When the center portion of the circular blank 410 sandwiched between the panel punch 250 and the die center 340 becomes lower than the lower end of the upper piston 360, a part of the intermediate formed body 410A that protrudes from between the panel punch 250 and the die center 340 pushes against the movable part 1540, causing the movable part 1540 to retreat (descend) toward the spring 1530.

After the intermediate molded body 410A hits the movable part 1540, the distance between the tip 542A of the movable part 1540 and the tip 352A of the inner sleeve 350 gradually increases until the movable part 1540 hits the block 550.

Furthermore, as the panel punch 250 and the die center 340 move, the blank draw die 320 also enters the inside of the lower die 200, and the lower piston 1260 is also pushed down by the blank draw die 320. When the lower piston 1260 moves down a predetermined distance, the inner inclined surface 262E comes into contact with the outer inclined surface 551B of the block 550.

As shown in FIG. 34B, the timing at which the inner inclined surface 262E of the lower piston 1260 hits the outer inclined surface 551B of the block 550 and the timing at which the outer inclined surface 540E of the movable part 1540 hits the inner inclined surface 552B of the block 550 are designed to be simultaneous. With the movable part 1540 hitting the block 550 in this manner, the distance along the central axis C between the movable side step surface 540C and the fixed side step surface 522D is, for example, 0.5 mm.

In molding device 2B, after the lower piston 1260 and the movable part 1540 hit the block 550, the lower piston 1260 further descends, causing the block 550 to retreat into the through hole 525 and causing the inner end 552 to protrude further into the interior of the upper piston opposing part 1522. As a result, the block 550 pushes the movable part 1540, causing the movable part 1540 to move in a direction approaching the inner sleeve 350.

In this way, the movement of the movable part 1540 toward the inner sleeve 350 begins midway through the deep drawing, and the distance between the tip 542A of the movable part 1540 and the tip 352A of the inner sleeve 350 gradually narrows until the panel punch 250 and the die center 340 complete the deep drawing process.

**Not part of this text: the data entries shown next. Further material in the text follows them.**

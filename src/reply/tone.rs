//! Tone labels and their static prompt/sampling profiles.
//!
//! Two immutable tables indexed by [`Tone`]: one holds the instruction
//! block, the other the sampling temperature. Every label, recognized or
//! not, resolves to exactly one entry in each.

use std::fmt;

/// Label shown to users when the request carries no tone.
pub const DISPLAY_DEFAULT_TONE: &str = "professional";

/// Closed set of reply tones.
#[derive(Debug, Clone, Copy, PartialEq, Eq, Hash)]
pub enum Tone {
    Professional,
    Friendly,
    Casual,
    Enthusiastic,
    Empathetic,
    /// Fallback for absent or unrecognized labels.
    Default,
}

impl Tone {
    pub const ALL: [Tone; 6] = [
        Tone::Professional,
        Tone::Friendly,
        Tone::Casual,
        Tone::Enthusiastic,
        Tone::Empathetic,
        Tone::Default,
    ];

    /// Resolve a request label. Matching is case-insensitive and nothing
    /// else: surrounding whitespace makes a label unrecognized.
    pub fn resolve(label: Option<&str>) -> Tone {
        let Some(label) = label else {
            return Tone::Default;
        };
        match label.to_lowercase().as_str() {
            "professional" => Tone::Professional,
            "friendly" => Tone::Friendly,
            "casual" => Tone::Casual,
            "enthusiastic" => Tone::Enthusiastic,
            "empathetic" => Tone::Empathetic,
            _ => Tone::Default,
        }
    }

    pub fn as_str(self) -> &'static str {
        match self {
            Tone::Professional => "professional",
            Tone::Friendly => "friendly",
            Tone::Casual => "casual",
            Tone::Enthusiastic => "enthusiastic",
            Tone::Empathetic => "empathetic",
            Tone::Default => "default",
        }
    }

    fn index(self) -> usize {
        self as usize
    }

    pub fn instructions(self) -> &'static ToneInstructions {
        &INSTRUCTION_TABLE[self.index()]
    }

    pub fn temperature(self) -> f64 {
        TEMPERATURE_TABLE[self.index()]
    }

    pub fn profile(self) -> ToneProfile {
        ToneProfile {
            instructions: self.instructions(),
            temperature: self.temperature(),
        }
    }
}

impl fmt::Display for Tone {
    fn fmt(&self, f: &mut fmt::Formatter<'_>) -> fmt::Result {
        f.write_str(self.as_str())
    }
}

/// Label used in logs and user-facing error text. Absent or empty labels
/// read as `professional` even though lookup treats them as [`Tone::Default`].
pub fn display_tone(label: Option<&str>) -> &str {
    match label {
        Some(label) if !label.is_empty() => label,
        _ => DISPLAY_DEFAULT_TONE,
    }
}

/// The four labeled lines describing a tone to the model.
#[derive(Debug, Clone, Copy, PartialEq, Eq)]
pub struct ToneInstructions {
    pub tone: &'static str,
    pub style: &'static str,
    pub language: &'static str,
    pub purpose: &'static str,
}

impl ToneInstructions {
    /// Render as `TONE:`/`STYLE:`/`LANGUAGE:`/`PURPOSE:` lines plus a blank line.
    pub fn render(&self) -> String {
        format!(
            "TONE: {}\nSTYLE: {}\nLANGUAGE: {}\nPURPOSE: {}\n\n",
            self.tone, self.style, self.language, self.purpose
        )
    }
}

/// Instruction block and temperature resolved for one tone.
#[derive(Debug, Clone, Copy, PartialEq)]
pub struct ToneProfile {
    pub instructions: &'static ToneInstructions,
    pub temperature: f64,
}

static INSTRUCTION_TABLE: [ToneInstructions; 6] = [
    ToneInstructions {
        tone: "Professional and formal",
        style: "Business-appropriate, respectful, clear, and concise",
        language: "Use formal language, proper grammar, and avoid contractions",
        purpose: "Maintain professional relationships and clear communication",
    },
    ToneInstructions {
        tone: "Warm and friendly",
        style: "Approachable, positive, and engaging",
        language: "Use contractions, friendly expressions, and positive language",
        purpose: "Build rapport and maintain positive relationships",
    },
    ToneInstructions {
        tone: "Relaxed and casual",
        style: "Conversational, informal, and comfortable",
        language: "Use everyday language, contractions, and friendly expressions",
        purpose: "Communicate in a relaxed, approachable manner",
    },
    ToneInstructions {
        tone: "Energetic and enthusiastic",
        style: "Positive, excited, and motivational",
        language: "Use exclamation points sparingly, positive adjectives, and energetic phrases",
        purpose: "Convey excitement and positive energy",
    },
    ToneInstructions {
        tone: "Understanding and supportive",
        style: "Compassionate, caring, and validating",
        language: "Use supportive phrases, show understanding, and be reassuring",
        purpose: "Show empathy and build trust",
    },
    ToneInstructions {
        tone: "Professional and balanced",
        style: "Clear, respectful, and appropriate for business communication",
        language: "Use standard professional language",
        purpose: "Effective and clear communication",
    },
];

static TEMPERATURE_TABLE: [f64; 6] = [0.3, 0.6, 0.8, 0.9, 0.5, 0.7];
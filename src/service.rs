//! Reply service — prompt, upstream call, extraction.

use std::sync::Arc;

use tracing::{Instrument, debug, error, info, info_span, warn};
use uuid::Uuid;

use crate::error::LlmError;
use crate::llm::GenerationBackend;
use crate::reply::{self, ReplyRequest, UpstreamResult, display_tone};

/// Sample email used by the upstream diagnostic endpoint.
pub const DIAGNOSTIC_EMAIL: &str =
    "Hello, can we schedule a meeting tomorrow? I want to discuss the new project requirements.";

/// Generates email replies through a [`GenerationBackend`].
pub struct ReplyService {
    backend: Arc<dyn GenerationBackend>,
}

impl ReplyService {
    pub fn new(backend: Arc<dyn GenerationBackend>) -> Self {
        Self { backend }
    }

    /// Generate a reply. `Err` means the upstream call produced no payload;
    /// every payload, good or bad, comes back as an [`UpstreamResult`].
    pub async fn generate_reply(&self, request: &ReplyRequest) -> Result<UpstreamResult, LlmError> {
        let request_id = Uuid::new_v4();
        let tone = display_tone(request.tone.as_deref());
        let span = info_span!("generate_reply", %request_id, tone = %tone);

        async {
            info!(provider = self.backend.name(), "Starting email generation");
            debug!(content = %request.email_content, "Email content");

            let prompt = reply::build_for(request);
            debug!(prompt = %prompt.text, temperature = prompt.temperature, "Prompt built");

            let raw = self.backend.generate(&prompt).await.inspect_err(|e| {
                error!(error = %e, "Upstream call failed");
            })?;

            let result = reply::extract(&raw);
            match &result {
                UpstreamResult::Success { reply_text } => {
                    info!(chars = reply_text.len(), "Reply generated");
                }
                UpstreamResult::UpstreamError { message } => {
                    warn!(message = %message, "API error");
                }
                UpstreamResult::MalformedResponse { message } => {
                    warn!(message = %message, "Error parsing response");
                }
            }
            Ok::<_, LlmError>(result)
        }
        .instrument(span)
        .await
    }

    /// Run a fixed professional-tone request against the live backend.
    pub async fn diagnose(&self) -> Result<UpstreamResult, LlmError> {
        let request = ReplyRequest::new(DIAGNOSTIC_EMAIL, Some("professional"));
        self.generate_reply(&request).await
    }
}

/// Body returned when the upstream call fails before any payload arrives.
pub fn transport_failure_message(tone: Option<&str>, cause: &LlmError) -> String {
    format!(
        "Sorry, I encountered an error while generating your {} reply: {}",
        display_tone(tone),
        cause
    )
}
//! The six blood bank resources

use super::{CreatedMessage, FieldSpec, Join, OrderBy, ResourceSchema};

const AGE_RULE: &str = "Age must be a valid number and 18 or older.";
const DATE_RULE: &str = "Date must be in YYYY-MM-DD format.";

pub static BLOOD_TYPES: ResourceSchema = ResourceSchema {
    path: "blood-types",
    label: "Blood Type",
    noun: "blood type",
    plural: "blood types",
    create_verb: "creating",
    table: "blood_type",
    fields: &[
        FieldSpec::text("Blood_Type_ID", "blood_type_id", "Blood Type ID").primary_key(),
        FieldSpec::text("Name", "name", "Name").required().unique(),
    ],
    created: CreatedMessage::Titled("Name"),
    dependents: "other records",
    joins: &[],
    order: &[OrderBy::asc("blood_type_id")],
};

pub static HOSPITALS: ResourceSchema = ResourceSchema {
    path: "hospitals",
    label: "Hospital",
    noun: "hospital",
    plural: "hospitals",
    create_verb: "creating",
    table: "hospital",
    fields: &[
        FieldSpec::text("Hospital_ID", "hospital_id", "Hospital ID").primary_key(),
        FieldSpec::text("Name", "name", "Name").required(),
        FieldSpec::text("Address", "address", "Address"),
        FieldSpec::text("Contact_Number", "contact_number", "Contact Number").required(),
    ],
    created: CreatedMessage::Titled("Name"),
    dependents: "transactions",
    joins: &[],
    order: &[OrderBy::asc("hospital_id")],
};

pub static DONORS: ResourceSchema = ResourceSchema {
    path: "donors",
    label: "Donor",
    noun: "donor",
    plural: "donors",
    create_verb: "creating",
    table: "donor",
    fields: &[
        FieldSpec::text("Donor_ID", "donor_id", "Donor ID").primary_key(),
        FieldSpec::text("Name", "name", "Name").required(),
        FieldSpec::text("Contact_Number", "contact_number", "Contact Number").required(),
        FieldSpec::text("Blood_Type_ID", "blood_type_id", "Blood Type ID")
            .required()
            .references("blood_type", "blood_type_id"),
        FieldSpec::text("Donor_Card_ID", "donor_card_id", "Donation Card ID")
            .unique()
            .on_duplicate(
                "Donation Card ID '{value}' is already assigned.",
                "Donation Card ID '{value}' is already assigned to another donor.",
            ),
        FieldSpec::integer("Age", "age", "Age", Some(18))
            .required()
            .rule(AGE_RULE),
    ],
    created: CreatedMessage::Titled("Name"),
    dependents: "other records (Transactions/Recipients)",
    joins: &[Join {
        alias: "Blood_Type_Name",
        via: "blood_type_id",
        table: "blood_type",
        target: "blood_type_id",
        display: "name",
    }],
    order: &[OrderBy::asc("donor_id")],
};

pub static RECIPIENTS: ResourceSchema = ResourceSchema {
    path: "recipients",
    label: "Recipient",
    noun: "recipient",
    plural: "recipients",
    create_verb: "creating",
    table: "recipient",
    fields: &[
        FieldSpec::text("Recipient_ID", "recipient_id", "Recipient ID").primary_key(),
        FieldSpec::text("Name", "name", "Name").required(),
        FieldSpec::text("Contact_Number", "contact_number", "Contact Number").required(),
        FieldSpec::text("Blood_Type_ID", "blood_type_id", "Blood Type ID")
            .required()
            .references("blood_type", "blood_type_id"),
        FieldSpec::text("Donor_ID", "donor_id", "Directed Donor ID")
            .references("donor", "donor_id"),
    ],
    created: CreatedMessage::Titled("Name"),
    dependents: "recipient transactions",
    joins: &[Join {
        alias: "Blood_Type_Name",
        via: "blood_type_id",
        table: "blood_type",
        target: "blood_type_id",
        display: "name",
    }],
    order: &[OrderBy::asc("recipient_id")],
};

pub static DONOR_TRANSACTIONS: ResourceSchema = ResourceSchema {
    path: "donor-transactions",
    label: "Donor Transaction",
    noun: "donor transaction",
    plural: "donor transactions",
    create_verb: "recording",
    table: "donor_transaction",
    fields: &[
        FieldSpec::text("Donor_Trans_ID", "donor_trans_id", "Transaction ID").primary_key(),
        FieldSpec::text("Donor_ID", "donor_id", "Donor ID")
            .required()
            .references("donor", "donor_id"),
        FieldSpec::text(
            "Donation_Confirmation",
            "donation_confirmation",
            "Donation Confirmation",
        ),
        FieldSpec::text("Health_Condition", "health_condition", "Health Condition"),
        FieldSpec::date("Date", "date", "Date").required().rule(DATE_RULE),
        FieldSpec::text("Hospital_ID", "hospital_id", "Hospital ID")
            .required()
            .references("hospital", "hospital_id"),
    ],
    created: CreatedMessage::Fixed("Donor transaction recorded successfully."),
    dependents: "other records",
    joins: &[
        Join {
            alias: "Donor_Name",
            via: "donor_id",
            table: "donor",
            target: "donor_id",
            display: "name",
        },
        Join {
            alias: "Hospital_Name",
            via: "hospital_id",
            table: "hospital",
            target: "hospital_id",
            display: "name",
        },
    ],
    order: &[OrderBy::desc("date"), OrderBy::asc("donor_trans_id")],
};

pub static RECIPIENT_TRANSACTIONS: ResourceSchema = ResourceSchema {
    path: "recipient-transactions",
    label: "Recipient Transaction",
    noun: "recipient transaction",
    plural: "recipient transactions",
    create_verb: "recording",
    table: "recipient_transaction",
    fields: &[
        FieldSpec::text("Recipient_Trans_ID", "recipient_trans_id", "Transaction ID")
            .primary_key(),
        FieldSpec::text("Recipient_ID", "recipient_id", "Recipient ID")
            .required()
            .references("recipient", "recipient_id"),
        FieldSpec::text("Recipient_Request", "recipient_request", "Recipient Request"),
        FieldSpec::date("Date", "date", "Date").required().rule(DATE_RULE),
        FieldSpec::text("Donor_Card_ID", "donor_card_id", "Donor Card ID")
            .references("donor", "donor_card_id"),
        FieldSpec::text("Blood_Type_ID", "blood_type_id", "Blood Type ID")
            .required()
            .references("blood_type", "blood_type_id"),
        FieldSpec::text("Hospital_ID", "hospital_id", "Hospital ID")
            .required()
            .references("hospital", "hospital_id"),
    ],
    created: CreatedMessage::Fixed("Recipient transaction recorded successfully."),
    dependents: "other records",
    joins: &[
        Join {
            alias: "Recipient_Name",
            via: "recipient_id",
            table: "recipient",
            target: "recipient_id",
            display: "name",
        },
        Join {
            alias: "Hospital_Name",
            via: "hospital_id",
            table: "hospital",
            target: "hospital_id",
            display: "name",
        },
        Join {
            alias: "Blood_Type_Name",
            via: "blood_type_id",
            table: "blood_type",
            target: "blood_type_id",
            display: "name",
        },
        Join {
            alias: "Card_Donor_ID",
            via: "donor_card_id",
            table: "donor",
            target: "donor_card_id",
            display: "donor_id",
        },
    ],
    order: &[OrderBy::desc("date"), OrderBy::asc("recipient_trans_id")],
};

/// Every resource, in dependency order (referenced tables first)
pub static ALL: [&ResourceSchema; 6] = [
    &BLOOD_TYPES,
    &HOSPITALS,
    &DONORS,
    &RECIPIENTS,
    &DONOR_TRANSACTIONS,
    &RECIPIENT_TRANSACTIONS,
];

pub fn by_table(table: &str) -> Option<&'static ResourceSchema> {
    ALL.iter().copied().find(|s| s.table == table)
}

pub fn by_path(path: &str) -> Option<&'static ResourceSchema> {
    ALL.iter().copied().find(|s| s.path == path)
}
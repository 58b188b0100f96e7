//! Process lifecycle
//!
//! `Starting → Ready → Draining → Stopped`, forward only. The server marks
//! Ready once it is accepting, a shutdown signal moves it to Draining, and
//! Stopped is reached after in-flight requests finish and the store is
//! closed. Readiness reports true only while Ready.

use serde::Serialize;
use std::fmt;
use std::sync::Arc;
use tokio::sync::watch;

use crate::error::{Error, Result};

#[derive(Debug, Clone, Copy, PartialEq, Eq, PartialOrd, Ord, Hash, Serialize)]
#[serde(rename_all = "lowercase")]
pub enum Phase {
    Starting,
    Ready,
    Draining,
    Stopped,
}

impl fmt::Display for Phase {
    fn fmt(&self, f: &mut fmt::Formatter<'_>) -> fmt::Result {
        match self {
            Self::Starting => write!(f, "starting"),
            Self::Ready => write!(f, "ready"),
            Self::Draining => write!(f, "draining"),
            Self::Stopped => write!(f, "stopped"),
        }
    }
}

/// Shared handle to the current phase
#[derive(Debug, Clone)]
pub struct Lifecycle {
    tx: Arc<watch::Sender<Phase>>,
}

impl Default for Lifecycle {
    fn default() -> Self {
        Self::new()
    }
}

impl Lifecycle {
    pub fn new() -> Self {
        let (tx, _) = watch::channel(Phase::Starting);
        Self { tx: Arc::new(tx) }
    }

    pub fn phase(&self) -> Phase {
        *self.tx.borrow()
    }

    pub fn is_ready(&self) -> bool {
        self.phase() == Phase::Ready
    }

    /// Move to a later phase; staying put or moving back is an error
    pub fn advance(&self, to: Phase) -> Result<()> {
        let mut outcome = Ok(());
        self.tx.send_if_modified(|current| {
            if to > *current {
                tracing::info!(from = %current, to = %to, "Lifecycle transition");
                *current = to;
                true
            } else {
                outcome = Err(Error::Lifecycle { from: *current, to });
                false
            }
        });
        outcome
    }

    /// Enter Draining unless already there or beyond; returns whether this call moved it
    pub fn begin_draining(&self) -> bool {
        self.advance(Phase::Draining).is_ok()
    }

    /// Resolve once the phase is at least `phase`
    pub async fn reached(&self, phase: Phase) {
        let mut rx = self.tx.subscribe();
        // the sender lives as long as `self`, so this cannot fail
        let _ = rx.wait_for(|current| *current >= phase).await;
    }
}

#[cfg(test)]
mod tests {
    use super::*;
    use std::time::Duration;

    #[test]
    fn test_forward_transitions() {
        let lifecycle = Lifecycle::new();
        assert_eq!(lifecycle.phase(), Phase::Starting);
        assert!(!lifecycle.is_ready());

        lifecycle.advance(Phase::Ready).unwrap();
        assert!(lifecycle.is_ready());
        lifecycle.advance(Phase::Draining).unwrap();
        lifecycle.advance(Phase::Stopped).unwrap();
        assert_eq!(lifecycle.phase(), Phase::Stopped);
    }

    #[test]
    fn test_backward_and_repeated_transitions_are_rejected() {
        let lifecycle = Lifecycle::new();
        lifecycle.advance(Phase::Draining).unwrap();

        let err = lifecycle.advance(Phase::Ready).unwrap_err();
        assert!(matches!(
            err,
            Error::Lifecycle {
                from: Phase::Draining,
                to: Phase::Ready
            }
        ));
        assert!(lifecycle.advance(Phase::Draining).is_err());
        assert_eq!(lifecycle.phase(), Phase::Draining);
    }

    #[test]
    fn test_begin_draining_is_idempotent() {
        let lifecycle = Lifecycle::new();
        lifecycle.advance(Phase::Ready).unwrap();
        assert!(lifecycle.begin_draining());
        assert!(!lifecycle.begin_draining());
        assert_eq!(lifecycle.phase(), Phase::Draining);
    }

    #[tokio::test]
    async fn test_reached_wakes_waiters() {
        let lifecycle = Lifecycle::new();
        let waiter = {
            let lifecycle = lifecycle.clone();
            tokio::spawn(async move { lifecycle.reached(Phase::Draining).await })
        };

        lifecycle.advance(Phase::Ready).unwrap();
        lifecycle.begin_draining();

        tokio::time::timeout(Duration::from_secs(1), waiter)
            .await
            .expect("waiter should wake")
            .unwrap();
    }

    #[tokio::test]
    async fn test_reached_returns_immediately_when_past() {
        let lifecycle = Lifecycle::new();
        lifecycle.advance(Phase::Stopped).unwrap();
        tokio::time::timeout(Duration::from_millis(100), lifecycle.reached(Phase::Draining))
            .await
            .unwrap();
    }
}
//! # bloodbank-service
//!
//! REST API over a PostgreSQL blood bank database: blood types, hospitals,
//! donors, recipients, and the donation and transfusion transactions that
//! link them.
//!
//! ## Features
//!
//! - **Uniform CRUD**: list, create, update, and delete under `/api/{resource}`
//! - **Validation**: required fields, age and date rules checked before the database is touched
//! - **Error mapping**: constraint violations become 400/404/409 responses naming the offending field
//! - **Sanitized failures**: 5xx details are logged, never sent, in staging and production
//! - **Health checks**: liveness and readiness probes
//! - **Graceful shutdown**: SIGTERM/SIGINT drain in-flight requests before the pool closes
//!
//! ## Example
//!
//! ```rust,no_run
//! use bloodbank_service::prelude::*;
//!
//! #[tokio::main]
//! async fn main() -> Result<()> {
//!     let config = Config::load()?;
//!     init_tracing(&config);
//!
//!     Server::new(config).run().await
//! }
//! ```

pub mod config;
pub mod database;
pub mod error;
pub mod handlers;
pub mod health;
pub mod lifecycle;
pub mod middleware;
pub mod observability;
pub mod routes;
pub mod schema;
pub mod server;
pub mod state;
pub mod store;
pub mod validation;

/// Prelude module for convenient imports
pub mod prelude {
    pub use crate::config::{Config, DatabaseConfig, Environment, MiddlewareConfig, ServiceConfig};
    pub use crate::error::{Error, Result};
    pub use crate::handlers::{ApiError, ApiErrorKind, ApiOperation};
    pub use crate::health::{health, readiness};
    pub use crate::lifecycle::{Lifecycle, Phase};
    pub use crate::observability::init_tracing;
    pub use crate::routes::router;
    pub use crate::schema::ResourceSchema;
    pub use crate::server::Server;
    pub use crate::state::AppState;
    pub use crate::store::{PgStore, RecordStore, StoreError, StoreErrorKind};
}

As shown in FIG. 34C, when the upper die 300 reaches the bottom dead center, the tip 542A of the movable part 1540 is positioned closest to the tip 352A of the inner sleeve 350. In this close position, a die clearance CL2 is formed for molding the deformation part 17. The movable side step surface 540C of the movable part 1540 abuts on the fixed side step surface 522D of the upper piston opposing part 1522. The spacer 370 comes into contact with the upper piston 360, and a die clearance CL2 is formed between the tip 542A of the inner sleeve opposing part 542 (between the inner sleeve 350 and the movable part 1540).

(Reverse process)
In the reverse process, the bottom portion 421 of the first compact 420 sandwiched between the panel punch 250 and the die center 340 is moved in the direction opposite to the deep drawing direction by the panel punch 250 and the panel punch piston 240 of the lower die 200. As the bottom portion 421 of the first compact 420 moves, a part of the first compact 420 protruding from between the panel punch 250 and the die center 340 is folded back to form a curved portion 424 having a U-shaped cross section that is convex downward, as shown in Fig. 34D.

When the curved portion 424 is positioned above the receiving surface 252A of the punch step portion 252, as shown in FIG. 28, a minute gap CL0 is disposed between the sleeve concave portion 352C of the tip portion 352A of the inner sleeve 350 and the first inflection portion 423 of the first molded body 420.

When the lower piston 1260 rises together with the panel punch 250 and its inner inclined surface 262E separates from the outer inclined surface 551B of the block 550, as shown in FIG. 34D, the block 550 is released from the force from the lower piston 1260 that pushes it backward in the radially inward direction Di and returns to its original position. Note that the die core ring 1500 is provided with a block spring (not shown), and this block spring allows the block 550 to return from the retracted position to the extended position.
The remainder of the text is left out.